GOP revels as ‘party of no’
McClatchy Newspapers
NEW ORLEANS
They know how to say no to President Barack Obama. Now, can Republicans get the rest of the country to say yes to them?
That’s the question facing the Grand Old Party as activists and candidates emerge from a three-day strategy session in New Orleans and head toward the fall elections for control of Congress.
Speaker after speaker at the Southern Republican Leadership Conference rallied the faithful with stinging denunciations of Obama and the Democratic majorities controlling the Senate and House of Representatives.
“Secular socialist machine,” cried Newt Gingrich.
“Dangerous power play,” said Liz Cheney of Obama’s health-care law. “Appease our enemies,” she said of his foreign policy.
Indeed, rather than dispute Obama’s criticism of them as an obstructionist “party of no,” most Republicans reveled in it as a badge of honor.

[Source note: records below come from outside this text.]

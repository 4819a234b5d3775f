//! Core functionality for the step counter agent.
//!
//! This module contains:
//! - The relative counting state machine and its hardware session
//! - Flush interval estimation and periodic flush scheduling
//! - Fan-out of relative step events to listeners and observers

pub mod counter;
pub mod dispatcher;
pub mod scheduler;

// Re-export commonly used types
pub use counter::{CounterState, RelativeCounter};
pub use dispatcher::{EventDispatcher, StepListener, SUBSCRIBER_QUEUE_CAPACITY};
pub use scheduler::{
    compute_interval, FlushCallback, FlushScheduler, ManualTimer, ScheduleHandle, ScheduleState,
    ThreadTimer, TimerFacility, TimerId, MIN_FLUSH_INTERVAL,
};
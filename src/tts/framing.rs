//! Length-prefixed chunk framing for streamed audio.
//!
//! ```text
//! [u32 LE len][len bytes WAV] [u32 LE len][len bytes WAV] … [u32 LE 0]
//! ```
//!
//! A zero length terminates the stream.

/// Terminator frame.
pub const END_MARKER: [u8; 4] = 0u32.to_le_bytes();

/// Frame one payload.  Empty payloads are never framed (they would read as
/// the terminator), callers skip them.
pub fn encode_chunk(payload: &[u8]) -> Vec<u8> {
    let mut frame = Vec::with_capacity(payload.len() + 4);
    frame.extend_from_slice(&(payload.len() as u32).to_le_bytes());
    frame.extend_from_slice(payload);
    frame
}

/// The terminator as an owned frame.
pub fn end_marker() -> Vec<u8> {
    END_MARKER.to_vec()
}

/// Payload of a single frame, `None` for the terminator or a malformed frame.
pub fn frame_payload(frame: &[u8]) -> Option<&[u8]> {
    let (len, payload) = split_len(frame)?;
    (len > 0 && payload.len() == len).then_some(payload)
}

/// Decode a complete stream into its payloads.
///
/// Returns `None` when the stream is truncated or the terminator is missing.
pub fn decode_stream(mut bytes: &[u8]) -> Option<Vec<Vec<u8>>> {
    let mut payloads = Vec::new();
    loop {
        let (len, rest) = split_len(bytes)?;
        if len == 0 {
            return rest.is_empty().then_some(payloads);
        }
        if rest.len() < len {
            return None;
        }
        payloads.push(rest[..len].to_vec());
        bytes = &rest[len..];
    }
}

fn split_len(bytes: &[u8]) -> Option<(usize, &[u8])> {
    if bytes.len() < 4 {
        return None;
    }
    let (head, rest) = bytes.split_at(4);
    let len = u32::from_le_bytes([head[0], head[1], head[2], head[3]]) as usize;
    Some((len, rest))
}
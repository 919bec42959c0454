//! Spanish numeric lexicon.
//!
//! [`NumericLexicon`] turns a captured quantity phrase into a number.  Word
//! forms are tried first (`"cuarenta y cinco"`, `"medio"`), then the first
//! digit literal in the phrase (`"1,5"`, `"45"`).

use std::collections::HashMap;
use std::sync::LazyLock;

use regex::Regex;

// ---------------------------------------------------------------------------
// Static word table
// ---------------------------------------------------------------------------

static WORD_NUMBERS: &[(&str, f64)] = &[
    ("cero", 0.0),
    ("medio", 0.5),
    ("media", 0.5),
    ("un", 1.0),
    ("uno", 1.0),
    ("una", 1.0),
    ("dos", 2.0),
    ("tres", 3.0),
    ("cuatro", 4.0),
    ("cinco", 5.0),
    ("seis", 6.0),
    ("siete", 7.0),
    ("ocho", 8.0),
    ("nueve", 9.0),
    ("diez", 10.0),
    ("quince", 15.0),
    ("veinte", 20.0),
    ("veinticinco", 25.0),
    ("treinta", 30.0),
    ("cuarenta", 40.0),
    ("cuarenta y cinco", 45.0),
    ("cincuenta", 50.0),
    ("sesenta", 60.0),
    ("noventa", 90.0),
    ("cien", 100.0),
    ("ciento", 100.0),
    ("ciento veinte", 120.0),
    ("ciento ochenta", 180.0),
    ("trescientos", 300.0),
    ("trescientos sesenta", 360.0),
];

static DIGIT_NUMBER: LazyLock<Regex> =
    LazyLock::new(|| Regex::new(r"\b(\d+(?:[.,]\d+)?)\b").expect("static regex"));

static LEXICON: LazyLock<NumericLexicon> = LazyLock::new(NumericLexicon::build);

// ---------------------------------------------------------------------------
// NumericLexicon
// ---------------------------------------------------------------------------

/// Process-wide, read-only table of Spanish number words.
#[derive(Debug)]
pub struct NumericLexicon {
    words: HashMap<&'static str, f64>,
    max_words: usize,
}

impl NumericLexicon {
    /// The shared lexicon instance.
    pub fn global() -> &'static NumericLexicon {
        &LEXICON
    }

    fn build() -> Self {
        let words: HashMap<_, _> = WORD_NUMBERS.iter().copied().collect();
        let max_words = WORD_NUMBERS
            .iter()
            .map(|(w, _)| w.split_whitespace().count())
            .max()
            .unwrap_or(1);
        Self { words, max_words }
    }

    /// Exact, case-insensitive word-form lookup.
    pub fn lookup(&self, phrase: &str) -> Option<f64> {
        let normalized = phrase
            .split_whitespace()
            .collect::<Vec<_>>()
            .join(" ")
            .to_lowercase();
        self.words.get(normalized.as_str()).copied()
    }

    /// Word lookup first, then the first digit literal (`,` or `.` decimal
    /// separator).
    pub fn resolve(&self, phrase: &str) -> Option<f64> {
        if let Some(n) = self.lookup(phrase) {
            return Some(n);
        }
        let literal = DIGIT_NUMBER.captures(phrase)?.get(1)?.as_str();
        literal.replace(',', ".").parse().ok()
    }

    /// Resolve the quantity that ends right before `end` in `text`.
    ///
    /// The longest word-form phrase ending at `end` wins; otherwise the last
    /// word is parsed as a digit literal.
    pub fn quantity_before(&self, text: &str, end: usize) -> Option<f64> {
        let words: Vec<&str> = text.get(..end)?.split_whitespace().collect();
        let longest = self.max_words.min(words.len());

        for n in (1..=longest).rev() {
            let phrase = words[words.len() - n..].join(" ");
            if let Some(value) = self.lookup(&phrase) {
                return Some(value);
            }
        }

        self.resolve(words.last()?)
    }

    /// `true` when `phrase` is a multi-word entry (used to keep
    /// `"cuarenta y cinco"` from being split as a compound command).
    pub fn is_number_phrase(&self, phrase: &str) -> bool {
        self.lookup(phrase).is_some()
    }
}

// ---------------------------------------------------------------------------
// Tests
// ---------------------------------------------------------------------------

#[cfg(test)]
mod tests {
    use super::*;

    fn lex() -> &'static NumericLexicon {
        NumericLexicon::global()
    }

    #[test]
    fn resolves_single_words() {
        assert_eq!(lex().resolve("dos"), Some(2.0));
        assert_eq!(lex().resolve("cien"), Some(100.0));
        assert_eq!(lex().resolve("Medio"), Some(0.5));
        assert_eq!(lex().resolve("media"), Some(0.5));
    }

    #[test]
    fn resolves_multi_word_entries() {
        assert_eq!(lex().resolve("cuarenta y cinco"), Some(45.0));
        assert_eq!(lex().resolve("trescientos  sesenta"), Some(360.0));
        assert_eq!(lex().resolve("ciento ochenta"), Some(180.0));
    }

    #[test]
    fn falls_back_to_digit_literals() {
        assert_eq!(lex().resolve("3"), Some(3.0));
        assert_eq!(lex().resolve("unos 45"), Some(45.0));
        assert_eq!(lex().resolve("1,5"), Some(1.5));
        assert_eq!(lex().resolve("2.25"), Some(2.25));
    }

    #[test]
    fn unresolvable_phrase_is_none() {
        assert_eq!(lex().resolve("muchos"), None);
        assert_eq!(lex().resolve(""), None);
    }

    #[test]
    fn quantity_before_prefers_longest_phrase() {
        let text = "gira cuarenta y cinco grados";
        let end = text.find("grados").unwrap();
        assert_eq!(lex().quantity_before(text, end), Some(45.0));

        let text = "gira trescientos sesenta grados";
        let end = text.find("grados").unwrap();
        assert_eq!(lex().quantity_before(text, end), Some(360.0));
    }

    #[test]
    fn quantity_before_reads_digits_and_words() {
        let text = "avanza 3 metros";
        assert_eq!(lex().quantity_before(text, text.find("metros").unwrap()), Some(3.0));

        let text = "avanza medio metro";
        assert_eq!(lex().quantity_before(text, text.find("metro").unwrap()), Some(0.5));

        let text = "metros";
        assert_eq!(lex().quantity_before(text, 0), None);
    }
}
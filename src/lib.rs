//! Spanish voice front-end for a mobile robot.
//!
//! * [`command`] — deterministic command router (keywords → JSON actions).
//! * [`llm`] — chat-completions backend, sentence segmenter, history.
//! * [`stt`] / [`tts`] — speech recognition and synthesis backends.
//! * [`pipeline`] — robot and assistant request flows behind one engine gate.
//! * [`config`] — `settings.toml` persistence.

pub mod command;
pub mod config;
pub mod llm;
pub mod pipeline;
pub mod stt;
pub mod tts;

“There is no shame in being the party of no,” Sarah Palin said. “When they’re proposing an idea that violates our values, violates our Constitution, what’s wrong with being the party of no? We’re the party of hell, no!” she added to cheers.
Is it enough? Perhaps.
Obama’s approval ratings remain near or below 50 percent, a dangerous position for the party in power.
Also, Americans may be souring on the Democratic brand little more than a year after electing a Democratic president and adding to the Democratic majorities in Congress.
A new USA Today-Gallup Poll shows just 41 percent of Americans have a favorable opinion of the Democratic Party, the lowest in the nearly two decades Gallup’s asked the question. By contrast, 42 percent had a favorable opinion of Republicans.
So, a throw-the-bums out approach might be enough. “It is easier to get people to vote against something than for something,” said Judy Smith, a Republican activist from Montgomery, Texas.
Few of the top speakers at the New Orleans conference stressed alternatives. Palin, for example, repeated her call for oil and gas drilling off U.S. coasts, but mainly stressed opposition to Obama.
Yet some prominent Republicans insist their party must move beyond the party-of-no label by highlighting their alternatives on such major issues as health care and taxes, wrapped into a tight package much like the Contract with America the Republicans rolled out in 1994 before they won control of the House for the first time in four decades.
“We should decide we’re going to be the party of yes,” Gingrich said, urging Republicans to talk up an agenda for cutting spending and taxes, creating jobs and reforming health care.